The larger mixed methods study was an online survey with participants recruited through our community-based cancer survivor organizations (50 Hoops and the Oak Cliff Bible Fellowship), social media announcements, and direct emails to registered patients in the University of Texas Southwestern Medical Center cardio-oncology clinic. The sample for this qualitative interview study was drawn from participants recruited through more than 14 educational and screening events with our partner, community-based cancer survivor organizations in a historically underserved area of southern Dallas. These included tabling sessions at 2 large community health fairs, video lectures to community groups on cardio-oncology topics, and several presentations of our work in community settings. This mix of strategies^49^ enabled a diversity in the gender, age, race/ethnicity, and types of cancer of our participants while reflecting the demographic make-up of this sector in our service area.
Participants.
Interview participants were drawn from the larger study sample and met the same inclusion criteria, namely: adult, English-speaking persons, recruited through the partner organizations, who had been diagnosed with any form of cancer.
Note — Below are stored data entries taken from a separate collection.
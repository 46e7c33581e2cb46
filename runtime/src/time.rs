use std::time::{Instant, SystemTime};

/// A monotonic clock paired with the wall-clock time it started at.
///
/// Caches and EWMAs need both: a monotonic instant for measuring elapsed
/// time (which can't jump backwards), and a wall-clock time for computing
/// absolute expiries (`ttd`) that make sense to log and compare across
/// restarts. Rather than calling `SystemTime::now()` on every lookup (which
/// can jump if NTP steps the clock), the wall-clock value is derived from
/// the monotonic delta since startup, the way `stakker::Core`'s time
/// helpers did.
#[derive(Clone, Copy)]
pub struct Clock {
	start_instant: Instant,
	start_system: SystemTime,
}

impl Clock {
	pub fn new() -> Self {
		Self { start_instant: Instant::now(), start_system: SystemTime::now() }
	}

	/// The current monotonic instant.
	pub fn now(&self) -> Instant {
		Instant::now()
	}

	/// Seconds elapsed since this clock was created, as a monotonic `f64`.
	///
	/// Useful to callers (EWMA decay, throttle sweeps) that want a plain
	/// number to subtract rather than threading `Instant`s around.
	pub fn elapsed_secs(&self) -> f64 {
		Instant::now().saturating_duration_since(self.start_instant).as_secs_f64()
	}

	/// The current wall-clock time, derived from the monotonic delta since startup.
	pub fn system(&self) -> SystemTime {
		let dur = Instant::now().saturating_duration_since(self.start_instant);
		self.start_system + dur
	}

	/// The current UNIX time in seconds, saturating rather than panicking on overflow.
	pub fn unix(&self) -> u32 {
		let unix = self.system().duration_since(SystemTime::UNIX_EPOCH).unwrap_or_default();

		unix.as_secs().try_into().unwrap_or(u32::MAX)
	}
}

impl Default for Clock {
	fn default() -> Self {
		Self::new()
	}
}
We invited 26 participants enrolled in our larger, mixed-methods study to complete interviews. This sample size is not only adequate for identifying a high number of themes in qualitative analysis, but sufficient to capture all variance of meaning within themes.^50^ Participants were eligible for interview if they had completed the survey methods and lived in the Dallas area zip code. However, word-of-mouth recruitment through our southern Dallas partner produced a sample predominantly from southern Dallas.
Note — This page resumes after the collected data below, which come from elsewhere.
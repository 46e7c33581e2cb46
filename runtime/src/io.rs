//! Non-blocking, multi-socket poll reactor.
//!
//! This is the socket layer the resolution engine treats as an external
//! collaborator (it consumes a "send a query, receive a response"
//! primitive): a single `poll()` call services every registered socket and
//! hands received datagrams to a per-socket callback.

extern crate alloc;

use alloc::collections::VecDeque;
use core::cell::RefCell;
use core::time::Duration;
use std::io::{self, ErrorKind};

use collections::bytes::{Cursor, Slice};
use log::error;
use utils::error::*;

#[cfg(target_family = "unix")]
mod sys {
	pub use std::os::fd::{AsRawFd, RawFd};

	pub use libc::{c_void as BufType, poll, pollfd as Poll, recv, send, POLLERR, POLLHUP, POLLIN, POLLNVAL, POLLOUT};

	pub fn as_raw<T: AsRawFd>(t: &T) -> RawFd {
		t.as_raw_fd()
	}
}

#[cfg(target_family = "windows")]
mod sys {
	pub use std::os::windows::io::AsRawSocket as AsRawFd;

	pub use u8 as BufType;
	pub use windows_sys::Win32::Networking::WinSock::{
		recv, send, WSAPoll as poll, POLLERR, POLLHUP, POLLNVAL, POLLRDNORM as POLLIN, POLLWRNORM as POLLOUT, SOCKET as RawFd, WSAPOLLFD as Poll,
	};

	pub fn as_raw<T: AsRawFd>(t: &T) -> RawFd {
		t.as_raw_socket() as _
	}
}

pub use sys::AsRawFd;
use sys::*;

/// A callback invoked with each datagram read off a registered socket.
///
/// A cheap, clonable "deliver this value" handle, in the spirit of
/// `stakker::Fwd<Slice>`. Kept as a plain boxed closure here since the
/// resolver core drives its own scheduler rather than an actor mailbox.
pub struct Notify<T>(std::rc::Rc<dyn Fn(T)>);

impl<T> Clone for Notify<T> {
	fn clone(&self) -> Self {
		Self(self.0.clone())
	}
}

impl<T> Notify<T> {
	pub fn new(f: impl Fn(T) + 'static) -> Self {
		Self(std::rc::Rc::new(f))
	}

	pub fn notify(&self, t: T) {
		(self.0)(t)
	}
}

fn as_timeout(t: Option<Duration>) -> i32 {
	t.and_then(|d| d.as_millis().try_into().ok()).unwrap_or(-1)
}

fn ret_to_err(val: isize) -> Result<Option<usize>> {
	match TryInto::<usize>::try_into(val) {
		Ok(n) => Ok(Some(n)),
		Err(_) => {
			let err = io::Error::last_os_error();

			if matches!(err.kind(), ErrorKind::WouldBlock) {
				return Ok(None);
			}

			error!("I/O operation failed: {err}");
			Err(())
		}
	}
}

fn send(fd: RawFd, buf: &[u8]) -> Result<bool> {
	let r = unsafe { sys::send(fd, buf.as_ptr() as *mut BufType, buf.len() as _, 0) };

	if let Some(n) = ret_to_err(r as _)? {
		if n != buf.len() {
			error!("Only sent {}/{} bytes to socket", n, buf.len());
			return Err(());
		}

		Ok(true)
	} else {
		Ok(false)
	}
}

fn recv(fd: RawFd, buf: &mut Slice) -> Result<bool> {
	let r = unsafe { sys::recv(fd, buf.as_mut_ptr() as *mut BufType, buf.len() as _, 0) };

	if let Some(n) = ret_to_err(r as _)? {
		buf.truncate(n);
		Ok(true)
	} else {
		Ok(false)
	}
}

thread_local! {
	static GLOBAL: RefCell<State> = const {
		RefCell::new(State {
			fds: Vec::new(),
			entries: Vec::new()
		})
	};
}

struct State {
	fds: Vec<Poll>,
	entries: Vec<Entry>,
}

impl State {
	fn with<X, F: FnOnce(&mut Self) -> X>(f: F) -> X {
		GLOBAL.with(|x| f(&mut x.borrow_mut()))
	}

	fn idx_of<T: AsRawFd>(&mut self, socket: &T) -> usize {
		let raw = as_raw(socket);
		self.fds.iter().position(|f| f.fd == raw).expect("Socket is present")
	}

	/// Returns whether any more I/O is waiting.
	pub fn is_io() -> bool {
		Self::with(|s| !s.fds.is_empty())
	}

	/// Poll the fds. Returns whether any file descriptors were ready for I/O.
	pub fn poll(timeout: Option<Duration>) -> Result<bool> {
		Self::with(|s| {
			let ret = unsafe {
				sys::poll(
					s.fds.as_mut_ptr(),
					s.fds.len().try_into().expect("Fewer than u32::MAX fds"),
					as_timeout(timeout),
				)
			};

			let mut pending: u32 = ret.try_into().map_err(|_| error!("poll() failed: {}", io::Error::last_os_error()))?;

			if pending == 0 {
				return Ok(false);
			}

			for idx in 0..s.fds.len() {
				let Poll { fd, events, revents } = &mut s.fds[idx];
				let entry = &mut s.entries[idx];

				if *revents == 0 {
					continue;
				}

				if *revents & POLLERR != 0 {
					error!("Socket error while polling");
					return Err(());
				}

				if *revents & POLLHUP != 0 {
					error!("Socket hangup");
					return Err(());
				}

				if *revents & POLLNVAL != 0 {
					error!("Socket invalid");
					return Err(());
				}

				if *revents & POLLIN != 0 {
					entry.flush_read(*fd)?;
				}

				if *revents & POLLOUT != 0 {
					entry.flush_write(*fd)?;
				};

				*events = POLLIN;

				if !entry.queue.is_empty() {
					*events |= POLLOUT;
				}

				*revents = 0;

				pending -= 1;

				if pending == 0 {
					break;
				}
			}

			Ok(true)
		})
	}
}

struct Entry {
	notify: Notify<Slice>,
	queue: VecDeque<Box<[u8]>>,
}

impl Entry {
	fn flush_read(&mut self, fd: RawFd) -> Result {
		let mut buf = Slice::new(1500);

		while recv(fd, &mut buf)? {
			self.notify.notify(buf);
			buf = Slice::new(1500);
		}

		Ok(())
	}

	fn flush_write(&mut self, fd: RawFd) -> Result {
		assert!(!self.queue.is_empty());

		loop {
			let Some(buf) = self.queue.back_mut() else { return Ok(()) };

			if !send(fd, buf)? {
				return Ok(());
			}

			self.queue.pop_back();
		}
	}
}

/// A registered, non-blocking socket. Dropping it deregisters the fd.
pub struct Io<T: AsRawFd> {
	inner: T,
}

impl<T: AsRawFd> Io<T> {
	pub fn new(inner: T, notify: Notify<Slice>) -> Self {
		State::with(|i| {
			i.fds.push(Poll { fd: as_raw(&inner), events: POLLIN, revents: 0 });
			i.entries.push(Entry { notify, queue: VecDeque::new() });
		});

		Self { inner }
	}

	pub fn write<X>(&self, f: impl FnOnce(Cursor) -> X) -> Result<X> {
		let mut vec = vec![0; 1500];
		let res = Cursor::vec(&mut vec, f);

		if !send(as_raw(&self.inner), &mut vec)? {
			State::with(|i| {
				let idx = i.idx_of(&self.inner);
				i.entries[idx].queue.push_front(vec.into_boxed_slice());
				i.fds[idx].events |= POLLOUT;
			});
		}

		Ok(res)
	}

	pub fn inner(&self) -> &T {
		&self.inner
	}
}

impl<T: AsRawFd> Drop for Io<T> {
	fn drop(&mut self) {
		State::with(|i| {
			let idx = i.idx_of(&self.inner);
			i.entries.swap_remove(idx);
			i.fds.swap_remove(idx);
		})
	}
}

/// Poll every registered socket once, with the given timeout. Returns whether any were ready.
pub fn poll(timeout: Option<Duration>) -> Result<bool> {
	State::poll(timeout)
}

/// Whether any sockets are currently registered.
pub fn is_io() -> bool {
	State::is_io()
}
Interview participants ranged in age from 30–82 (with an average age of 64.5 years), were majority African American (65%), and reported a prior diagnosis of the following cancers: breast (n=11); prostate (7); lung (2); stomach (1); melanoma (2); pancreatic (1); bladder (1); and colon and prostate (1). The majority of our sample (n=16) were also long-term survivors, having completed cancer treatment 10 or more years ago, while 6 had completed treatment within the last 5 years, and 4 were still in active treatment. (See Table 1)
Data Collection.
Following an informed consent procedure that was approved by the UT Southwestern Medical Center Institutional Review Board (STU# 2023–0839), interviews lasted between 20 and 60 minutes, were recorded, then transcribed verbatim. Interviews were conducted by CSM, MP or another skilled research assistant (HH, see acknowledgements) under the supervision of CSM, a PhD medical anthropologist and licensed professional counselor. Interviews were held in quiet and private locations selected by the participants, including church spaces or in their homes via video conference. In consultation with our multi-disciplinary investigative team of qualitative research specialists, clinicians, and community members, CSM designed the Interview Guide informed by phenomenological^45,46^ and socioecological theoretical perspectives^47,48^ and based on knowledge of the cardio-oncology literature. Two pilot interviews were conducted to refine questions and sequencing. The final guide is provided in Table 2.
Data Analysis.
Transcripts were analyzed in two phases by CSM, MP, or other skilled research assistants under the supervision of CSM (HH and KR, see acknowledgements). First, we employed framework analysis^51^ on a selection of interview responses to understand patterns across the sample on interval (e.g., How many years since cancer diagnosis?) and ordinal (e.g., Who talked to you about post-treatment care?) content in narrative responses. Second, we performed systematic coding of the transcribed narratives which produced a codebook of 12 codes: 7 parent and 5 child codes. (See Table 3) At least two independent coders used NVivo software^52^ to code the first 13 transcripts. At this point, inter-rater reliability scores reached .7^53^, the codebook was considered final (i.e., no new open coding or hierarchy changes), and a single coder was used thereafter. Additional post hoc coding was made to organize large code sets. Final analysis to determine major themes was made via inductive and deductive analysis of patterns and salience or importance to research goals^54,55^. That is, our systematic analysis of the coded data included triangulation^54,56^ of various data points (i.e., within code applications, content of the narratives themselves, and code co-occurrences) and the use of both inductive and deductive reasoning to recognize patterns in the data set.
Themes
Our analysis produced three major themes: (1) relying on doctors to raise/address CVD risks; (2) CVD as a (non-)factor in oncology decision-making; and (3) learning preferences for CVD risk information. We report each in turn below.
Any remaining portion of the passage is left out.